*** Records ***

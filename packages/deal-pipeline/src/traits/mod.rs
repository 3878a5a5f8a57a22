//! Core trait abstractions for the deal pipeline.
//!
//! These traits define the collaborators the pipeline talks to: the search
//! provider, the approval store, the deal-alert source and the
//! popular-keywords source.

pub mod alerts;
pub mod approval;
pub mod keywords;
pub mod provider;
//! Amount parsing for loosely formatted provider values.
//!
//! Handles plain JSON numbers and strings such as `"$1,299.99"`,
//! `"1.299,99 TL"`, `"₺849"` or `"4,5 / 5"`.

use lazy_static::lazy_static;
use regex::Regex;
use serde_json::Value;

lazy_static! {
    /// First run of digits with embedded separators.
    static ref AMOUNT_TOKEN: Regex = Regex::new(r"\d[\d.,]*").unwrap();
}

/// Parse a JSON number or formatted string into a finite amount.
pub fn parse_amount(value: &Value) -> Option<f64> {
    match value {
        Value::Number(n) => n.as_f64().filter(|v| v.is_finite()),
        Value::String(s) => parse_amount_text(s),
        _ => None,
    }
}

/// Parse the first amount in free text.
///
/// A minus sign before the amount, with only currency symbols or spaces in
/// between, makes the text unparseable.
pub fn parse_amount_text(text: &str) -> Option<f64> {
    let found = AMOUNT_TOKEN.find(text)?;
    if is_negated(&text[..found.start()]) {
        return None;
    }
    parse_token(found.as_str().trim_end_matches(['.', ',']))
}

fn is_negated(prefix: &str) -> bool {
    let prefix = prefix.trim_end_matches(|c: char| !c.is_alphanumeric() && !is_minus(c));
    let Some(rest) = prefix.strip_suffix(is_minus) else {
        return false;
    };
    !rest.chars().next_back().is_some_and(char::is_alphanumeric)
}

fn is_minus(c: char) -> bool {
    c == '-' || c == '\u{2212}'
}

/// Separator rules:
/// - both `,` and `.` present: the last one is the decimal separator;
/// - one kind present, the first group is 1-3 digits without a leading zero
///   and every later group has three digits: thousands separator;
/// - one kind present once otherwise: decimal separator;
/// - anything else is ambiguous and rejected.
fn parse_token(token: &str) -> Option<f64> {
    let normalized = match (token.rfind(','), token.rfind('.')) {
        (Some(comma), Some(dot)) => {
            let (decimal_at, thousands) = if comma > dot {
                (comma, '.')
            } else {
                (dot, ',')
            };
            let (int_part, frac_part) = token.split_at(decimal_at);
            let decimal = if thousands == '.' { ',' } else { '.' };
            if int_part.contains(decimal) {
                return None;
            }
            format!("{}.{}", int_part.replace(thousands, ""), &frac_part[1..])
        }
        (Some(_), None) => resolve_single_separator(token, ',')?,
        (None, Some(_)) => resolve_single_separator(token, '.')?,
        (None, None) => token.to_string(),
    };

    normalized.parse::<f64>().ok().filter(|v| v.is_finite())
}

fn resolve_single_separator(token: &str, separator: char) -> Option<String> {
    let groups: Vec<&str> = token.split(separator).collect();

    let lead = groups[0];
    let is_thousands = (1..=3).contains(&lead.len())
        && !lead.starts_with('0')
        && groups[1..].iter().all(|g| g.len() == 3);
    if is_thousands {
        return Some(groups.concat());
    }

    match groups.as_slice() {
        [int_part, frac_part] => Some(format!("{}.{}", int_part, frac_part)),
        _ => None,
    }
}

#[cfg(test)]
mod tests {
    use super::*;

    #[test]
    fn test_numbers() {
        assert_eq!(parse_amount(&Value::from(80)), Some(80.0));
        assert_eq!(parse_amount(&Value::from(1299.99)), Some(1299.99));
        assert_eq!(parse_amount(&Value::Null), None);
        assert_eq!(parse_amount(&Value::Bool(true)), None);
    }

    #[test]
    fn test_currency_symbols_and_codes() {
        assert_eq!(parse_amount_text("$19.99"), Some(19.99));
        assert_eq!(parse_amount_text("₺849"), Some(849.0));
        assert_eq!(parse_amount_text("849 TL"), Some(849.0));
        assert_eq!(parse_amount_text("EUR 12"), Some(12.0));
    }

    #[test]
    fn test_thousands_separators() {
        assert_eq!(parse_amount_text("$1,299.99"), Some(1299.99));
        assert_eq!(parse_amount_text("1.299,99 TL"), Some(1299.99));
        assert_eq!(parse_amount_text("1,299"), Some(1299.0));
        assert_eq!(parse_amount_text("1.299.000 TL"), Some(1_299_000.0));
        assert_eq!(parse_amount_text("12,345,678.50"), Some(12_345_678.5));
    }

    #[test]
    fn test_decimal_comma() {
        assert_eq!(parse_amount_text("12,50 €"), Some(12.5));
        assert_eq!(parse_amount_text("4,5 / 5"), Some(4.5));
        assert_eq!(parse_amount_text("1.5"), Some(1.5));
        assert_eq!(parse_amount_text("$0.500"), Some(0.5));
        assert_eq!(parse_amount_text("0.999"), Some(0.999));
        assert_eq!(parse_amount_text("0,750 TL"), Some(0.75));
    }

    #[test]
    fn test_negative_amounts() {
        assert_eq!(parse_amount_text("-$5"), None);
        assert_eq!(parse_amount_text("-5"), None);
        assert_eq!(parse_amount_text("TL -1.299,99"), None);
        assert_eq!(parse_amount_text("\u{2212}12,50 €"), None);
        assert_eq!(parse_amount(&Value::from("-19.99")), None);
    }

    #[test]
    fn test_hyphen_inside_words_is_not_a_sign() {
        assert_eq!(parse_amount_text("Wi-Fi 6 router"), Some(6.0));
        assert_eq!(parse_amount_text("10 - 20 TL"), Some(10.0));
    }

    #[test]
    fn test_trailing_separator() {
        assert_eq!(parse_amount_text("849."), Some(849.0));
        assert_eq!(parse_amount_text("Price: 15, shipping free"), Some(15.0));
    }

    #[test]
    fn test_unparseable() {
        assert_eq!(parse_amount_text(""), None);
        assert_eq!(parse_amount_text("Call for price"), None);
        assert_eq!(parse_amount_text("1,2,3"), None);
        assert_eq!(parse_amount_text("1,299,99.5,1"), None);
    }
}
//! Property tests for the filter/rank engine and the normalizer's discount.

use std::collections::{HashMap, HashSet};

use deal_pipeline::{compute_discount, rank_deals, Deal, RankConfig, SortKey};
use proptest::prelude::*;

fn deal(index: usize, title: u8, link: u8, price: u32, discount: u8, rating: Option<u8>) -> Deal {
    Deal {
        title: format!("Product {}", title),
        current_price: f64::from(price),
        original_price: None,
        discount_percent: discount,
        rating: rating.map(|r| f64::from(r) / 10.0),
        source: "Shop".to_string(),
        link: Some(format!("https://shop.example/{}", link)),
        category: if index % 2 == 0 {
            Some("Elektronik".to_string())
        } else {
            Some("Giyim".to_string())
        },
        query_keyword: "kw".to_string(),
        currency: "TRY".to_string(),
        thumbnail: None,
        reviews: None,
        product_id: Some(index.to_string()),
        discount_tag: None,
        delivery: None,
        condition: None,
    }
}

fn deals_strategy() -> impl Strategy<Value = Vec<Deal>> {
    prop::collection::vec(
        (0u8..6, 0u8..3, 1u32..1000, 0u8..=100, prop::option::of(0u8..=50)),
        0..40,
    )
    .prop_map(|rows| {
        rows.into_iter()
            .enumerate()
            .map(|(i, (title, link, price, discount, rating))| {
                deal(i, title, link, price, discount, rating)
            })
            .collect()
    })
}

fn sort_key_strategy() -> impl Strategy<Value = SortKey> {
    prop_oneof![
        Just(SortKey::Discount),
        Just(SortKey::Price),
        Just(SortKey::Rating),
        Just(SortKey::Relevance),
    ]
}

proptest! {
    /// Every output deal passes the discount and category filters.
    #[test]
    fn ranked_deals_pass_filters(
        deals in deals_strategy(),
        min_discount in 0u32..=100,
        filter_category in any::<bool>(),
        sort_by in sort_key_strategy(),
    ) {
        let mut config = RankConfig::new().with_min_discount(min_discount).with_sort(sort_by);
        if filter_category {
            config = config.with_category("elektronik");
        }
        let ranked = rank_deals(deals, &config).unwrap();

        for deal in &ranked {
            prop_assert!(u32::from(deal.discount_percent) >= min_discount);
            if filter_category {
                prop_assert_eq!(deal.category.as_deref(), Some("Elektronik"));
            }
        }
    }

    /// No two output deals share an identity.
    #[test]
    fn ranked_deals_are_unique(deals in deals_strategy(), sort_by in sort_key_strategy()) {
        let ranked = rank_deals(deals, &RankConfig::new().with_sort(sort_by)).unwrap();
        let identities: HashSet<_> = ranked.iter().map(Deal::identity).collect();
        prop_assert_eq!(identities.len(), ranked.len());
    }

    /// Output is monotonic in the sort key.
    #[test]
    fn ranked_deals_are_sorted(deals in deals_strategy(), sort_by in sort_key_strategy()) {
        let ranked = rank_deals(deals, &RankConfig::new().with_sort(sort_by)).unwrap();

        for pair in ranked.windows(2) {
            match sort_by {
                SortKey::Discount => prop_assert!(pair[0].discount_percent >= pair[1].discount_percent),
                SortKey::Price => prop_assert!(pair[0].current_price <= pair[1].current_price),
                SortKey::Rating => {
                    let a = pair[0].rating.unwrap_or(f64::NEG_INFINITY);
                    let b = pair[1].rating.unwrap_or(f64::NEG_INFINITY);
                    prop_assert!(a >= b);
                }
                SortKey::Relevance => {}
            }
        }
    }

    /// Ties keep the order in which their identity first appeared.
    #[test]
    fn discount_sort_is_stable(deals in deals_strategy()) {
        let mut first_seen = HashMap::new();
        for (index, deal) in deals.iter().enumerate() {
            first_seen.entry(deal.identity()).or_insert(index);
        }

        let ranked = rank_deals(deals, &RankConfig::new()).unwrap();

        for pair in ranked.windows(2) {
            if pair[0].discount_percent == pair[1].discount_percent {
                prop_assert!(first_seen[&pair[0].identity()] < first_seen[&pair[1].identity()]);
            }
        }
    }

    /// Same input and configuration, same output.
    #[test]
    fn ranking_is_deterministic(
        deals in deals_strategy(),
        sort_by in sort_key_strategy(),
        limit in prop::option::of(1usize..20),
    ) {
        let mut config = RankConfig::new().with_sort(sort_by);
        config.limit = limit;

        let first = rank_deals(deals.clone(), &config).unwrap();
        let second = rank_deals(deals, &config).unwrap();
        prop_assert_eq!(first, second);
    }

    /// The limit caps the output size.
    #[test]
    fn limit_caps_output(deals in deals_strategy(), limit in 1usize..10) {
        let ranked = rank_deals(deals, &RankConfig::new().with_limit(limit)).unwrap();
        prop_assert!(ranked.len() <= limit);
    }

    /// Discount stays within 0-100 and is zero unless the price dropped.
    #[test]
    fn discount_is_bounded(current in 0.0f64..10_000.0, original in prop::option::of(0.0f64..10_000.0)) {
        let discount = compute_discount(current, original);
        prop_assert!(discount <= 100);
        match original {
            Some(o) if o > current => {}
            _ => prop_assert_eq!(discount, 0),
        }
    }
}

#[test]
fn test_discount_examples() {
    assert_eq!(compute_discount(80.0, Some(100.0)), 20);
    assert_eq!(compute_discount(100.0, Some(80.0)), 0);
}
//! Provider-agnostic raw search hit.

use serde::{Deserialize, Serialize};
use serde_json::Value;

/// One shopping-search hit before normalization.
///
/// Every field may be absent. Numeric fields keep the raw JSON value because
/// providers send either numbers or formatted strings (`"1.299,99 TL"`).
///
/// | field | when absent |
/// |---|---|
/// | `title` | placeholder title, if a link exists |
/// | `price` | record rejected |
/// | `original_price` | discount is 0 |
/// | `rating`, `reviews` | `None` |
/// | `source` | `"Unknown"` |
/// | `link` | identity uses the title alone |
#[derive(Debug, Clone, Default, PartialEq, Serialize, Deserialize)]
pub struct RawResult {
    pub title: Option<String>,
    pub price: Option<Value>,
    pub original_price: Option<Value>,
    pub rating: Option<Value>,
    pub reviews: Option<Value>,
    pub source: Option<String>,
    pub link: Option<String>,
    pub thumbnail: Option<String>,
    pub product_id: Option<String>,
    /// Display-only discount label, e.g. "51% OFF".
    pub discount_tag: Option<String>,
    pub delivery: Option<String>,
    pub condition: Option<String>,
}

impl RawResult {
    pub fn new() -> Self {
        Self::default()
    }

    pub fn with_title(mut self, title: impl Into<String>) -> Self {
        self.title = Some(title.into());
        self
    }

    pub fn with_price(mut self, price: impl Into<Value>) -> Self {
        self.price = Some(price.into());
        self
    }

    pub fn with_original_price(mut self, price: impl Into<Value>) -> Self {
        self.original_price = Some(price.into());
        self
    }

    pub fn with_rating(mut self, rating: impl Into<Value>) -> Self {
        self.rating = Some(rating.into());
        self
    }

    pub fn with_source(mut self, source: impl Into<String>) -> Self {
        self.source = Some(source.into());
        self
    }

    pub fn with_link(mut self, link: impl Into<String>) -> Self {
        self.link = Some(link.into());
        self
    }
}

impl From<serpapi_client::ShoppingResult> for RawResult {
    fn from(item: serpapi_client::ShoppingResult) -> Self {
        Self {
            price: item.best_price().cloned(),
            original_price: item.best_old_price().cloned(),
            link: item.url().map(str::to_string),
            thumbnail: item.thumbnail_url().map(str::to_string),
            discount_tag: item.discount_tag(),
            title: item.title,
            rating: item.rating,
            reviews: item.reviews,
            source: item.source,
            product_id: item.product_id,
            delivery: item.delivery,
            condition: item.second_hand_condition,
        }
    }
}
//! Search provider trait.
//!
//! The pipeline sends one query specification at a time and waits for the
//! answer before sending the next, so implementations never see concurrent
//! calls from a single run.

use std::sync::Arc;

use async_trait::async_trait;

use crate::error::ProviderResult;
use crate::types::{query::QuerySpec, raw::RawResult};

/// A shopping-search backend.
///
/// # Implementations
///
/// - `SerpApiProvider` - SerpAPI Google Shopping
/// - `RateLimitedProvider` - wraps another provider with a request quota
/// - `MockProvider` - For testing
#[async_trait]
pub trait SearchProvider: Send + Sync {
    /// Run one query.
    ///
    /// Errors for which `ProviderError::is_fatal` is true stop the rest of
    /// the run's queries; any other error only skips this query.
    async fn search(&self, query: &QuerySpec) -> ProviderResult<Vec<RawResult>>;
}

#[async_trait]
impl<T: SearchProvider + ?Sized> SearchProvider for Arc<T> {
    async fn search(&self, query: &QuerySpec) -> ProviderResult<Vec<RawResult>> {
        (**self).search(query).await
    }
}
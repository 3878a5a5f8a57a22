//! Configuration types for planning, ranking and pipeline runs.

use std::fmt;
use std::str::FromStr;

use serde::{Deserialize, Serialize};

use crate::error::{DealError, Result};

/// Highest accepted discount threshold.
pub const MAX_DISCOUNT: u32 = 100;

/// Ranking key for the final deal list.
#[derive(Debug, Clone, Copy, Default, PartialEq, Eq, Serialize, Deserialize)]
#[serde(rename_all = "lowercase")]
pub enum SortKey {
    /// Highest discount first.
    #[default]
    Discount,
    /// Cheapest first.
    Price,
    /// Best rated first; unrated deals last.
    Rating,
    /// Keep provider/planner order.
    Relevance,
}

impl FromStr for SortKey {
    type Err = DealError;

    fn from_str(s: &str) -> Result<Self> {
        match s.trim().to_lowercase().as_str() {
            "discount" => Ok(Self::Discount),
            "price" => Ok(Self::Price),
            "rating" => Ok(Self::Rating),
            "relevance" => Ok(Self::Relevance),
            other => Err(DealError::invalid(format!(
                "unknown sort_by value '{}' (expected discount, price, rating or relevance)",
                other
            ))),
        }
    }
}

impl fmt::Display for SortKey {
    fn fmt(&self, f: &mut fmt::Formatter<'_>) -> fmt::Result {
        let name = match self {
            Self::Discount => "discount",
            Self::Price => "price",
            Self::Rating => "rating",
            Self::Relevance => "relevance",
        };
        f.write_str(name)
    }
}

/// Configuration for the filter/rank engine.
#[derive(Debug, Clone, Default, PartialEq, Serialize, Deserialize)]
pub struct RankConfig {
    /// Minimum `discount_percent` to keep (0-100).
    pub min_discount: u32,

    /// Keep only deals in this category (case-insensitive exact match).
    pub category: Option<String>,

    pub sort_by: SortKey,

    /// Truncate the output to this many deals.
    pub limit: Option<usize>,
}

impl RankConfig {
    pub fn new() -> Self {
        Self::default()
    }

    pub fn with_min_discount(mut self, min_discount: u32) -> Self {
        self.min_discount = min_discount;
        self
    }

    pub fn with_category(mut self, category: impl Into<String>) -> Self {
        self.category = Some(category.into());
        self
    }

    pub fn with_sort(mut self, sort_by: SortKey) -> Self {
        self.sort_by = sort_by;
        self
    }

    pub fn with_limit(mut self, limit: usize) -> Self {
        self.limit = Some(limit);
        self
    }

    pub fn validate(&self) -> Result<()> {
        validate_min_discount(self.min_discount)?;
        if self.limit == Some(0) {
            return Err(DealError::invalid("limit must be a positive integer"));
        }
        Ok(())
    }
}

/// Configuration for the query planner.
#[derive(Debug, Clone, PartialEq, Serialize, Deserialize)]
pub struct PlannerConfig {
    /// Result pages to walk per sort variation.
    pub max_pages: u32,

    /// Request on-sale items only.
    pub on_sale: bool,
}

impl Default for PlannerConfig {
    fn default() -> Self {
        Self {
            max_pages: 3,
            on_sale: true,
        }
    }
}

impl PlannerConfig {
    pub fn with_max_pages(mut self, max_pages: u32) -> Self {
        self.max_pages = max_pages;
        self
    }
}

/// Static pipeline settings, fixed when the pipeline is built.
#[derive(Debug, Clone, PartialEq, Serialize, Deserialize)]
pub struct PipelineConfig {
    pub planner: PlannerConfig,

    /// Currency the provider reports prices in.
    pub currency: String,

    /// Popular keywords to seed from when no keyword is given.
    pub seed_keywords: usize,
}

impl Default for PipelineConfig {
    fn default() -> Self {
        Self {
            planner: PlannerConfig::default(),
            currency: "USD".to_string(),
            seed_keywords: 10,
        }
    }
}

impl PipelineConfig {
    pub fn new() -> Self {
        Self::default()
    }

    pub fn with_planner(mut self, planner: PlannerConfig) -> Self {
        self.planner = planner;
        self
    }

    pub fn with_currency(mut self, currency: impl Into<String>) -> Self {
        self.currency = currency.into();
        self
    }

    pub fn with_seed_keywords(mut self, count: usize) -> Self {
        self.seed_keywords = count;
        self
    }
}

/// Parameters of one pipeline invocation.
#[derive(Debug, Clone, PartialEq, Serialize, Deserialize)]
pub struct SearchRequest {
    /// Seeds from the popular-keywords source when `None`.
    pub keyword: Option<String>,
    pub category: Option<String>,
    pub min_discount: u32,
    pub max_queries: usize,
    pub sort_by: SortKey,
    pub limit: Option<usize>,
    /// Skip the approval store but still return the ranked deals.
    pub dry_run: bool,
}

impl Default for SearchRequest {
    fn default() -> Self {
        Self {
            keyword: None,
            category: None,
            min_discount: 10,
            max_queries: 20,
            sort_by: SortKey::Discount,
            limit: None,
            dry_run: false,
        }
    }
}

impl SearchRequest {
    pub fn for_keyword(keyword: impl Into<String>) -> Self {
        Self {
            keyword: Some(keyword.into()),
            ..Default::default()
        }
    }

    pub fn with_category(mut self, category: impl Into<String>) -> Self {
        self.category = Some(category.into());
        self
    }

    pub fn with_min_discount(mut self, min_discount: u32) -> Self {
        self.min_discount = min_discount;
        self
    }

    pub fn with_max_queries(mut self, max_queries: usize) -> Self {
        self.max_queries = max_queries;
        self
    }

    pub fn with_sort(mut self, sort_by: SortKey) -> Self {
        self.sort_by = sort_by;
        self
    }

    pub fn with_limit(mut self, limit: usize) -> Self {
        self.limit = Some(limit);
        self
    }

    pub fn dry_run(mut self) -> Self {
        self.dry_run = true;
        self
    }

    /// The category to plan and filter by: trimmed, `None` when blank.
    pub fn category_filter(&self) -> Option<&str> {
        self.category
            .as_deref()
            .map(str::trim)
            .filter(|c| !c.is_empty())
    }

    pub fn rank_config(&self) -> RankConfig {
        RankConfig {
            min_discount: self.min_discount,
            category: self.category_filter().map(str::to_string),
            sort_by: self.sort_by,
            limit: self.limit,
        }
    }

    pub fn validate(&self) -> Result<()> {
        validate_max_queries(self.max_queries)?;
        self.rank_config().validate()
    }
}

pub fn validate_min_discount(min_discount: u32) -> Result<()> {
    if min_discount > MAX_DISCOUNT {
        return Err(DealError::invalid(format!(
            "min_discount must be between 0 and 100, got {}",
            min_discount
        )));
    }
    Ok(())
}

pub fn validate_max_queries(max_queries: usize) -> Result<()> {
    if max_queries == 0 {
        return Err(DealError::invalid("max_queries must be a positive integer"));
    }
    Ok(())
}

#[cfg(test)]
mod tests {
    use super::*;

    #[test]
    fn test_sort_key_parse() {
        assert_eq!("discount".parse::<SortKey>().unwrap(), SortKey::Discount);
        assert_eq!(" Price ".parse::<SortKey>().unwrap(), SortKey::Price);
        assert_eq!("RATING".parse::<SortKey>().unwrap(), SortKey::Rating);
        assert_eq!("relevance".parse::<SortKey>().unwrap(), SortKey::Relevance);

        let err = "popularity".parse::<SortKey>().unwrap_err();
        assert!(matches!(err, DealError::InvalidConfiguration { .. }));
    }

    #[test]
    fn test_sort_key_display_roundtrips() {
        for key in [
            SortKey::Discount,
            SortKey::Price,
            SortKey::Rating,
            SortKey::Relevance,
        ] {
            assert_eq!(key.to_string().parse::<SortKey>().unwrap(), key);
        }
    }

    #[test]
    fn test_rank_config_validation() {
        assert!(RankConfig::new().with_min_discount(100).validate().is_ok());
        assert!(RankConfig::new().with_min_discount(150).validate().is_err());
        assert!(RankConfig::new().with_limit(0).validate().is_err());
        assert!(RankConfig::new().with_limit(5).validate().is_ok());
    }

    #[test]
    fn test_category_filter_is_trimmed() {
        let request = SearchRequest::for_keyword("laptop").with_category(" Bilgisayar ");
        assert_eq!(request.category_filter(), Some("Bilgisayar"));
        assert_eq!(request.rank_config().category.as_deref(), Some("Bilgisayar"));

        let blank = SearchRequest::for_keyword("laptop").with_category("  ");
        assert_eq!(blank.category_filter(), None);
        assert_eq!(blank.rank_config().category, None);
    }

    #[test]
    fn test_search_request_validation() {
        assert!(SearchRequest::for_keyword("tv").validate().is_ok());
        assert!(SearchRequest::for_keyword("tv")
            .with_max_queries(0)
            .validate()
            .is_err());
        assert!(SearchRequest::for_keyword("tv")
            .with_min_discount(150)
            .validate()
            .is_err());
    }
}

*** End of Records ***

Lines from the entries that contain the string "ProviderResult" must be found and copied.

* _Finished exercise_:
use crate::error::ProviderResult;
    async fn search(&self, query: &QuerySpec) -> ProviderResult<Vec<RawResult>>;
    async fn search(&self, query: &QuerySpec) -> ProviderResult<Vec<RawResult>> {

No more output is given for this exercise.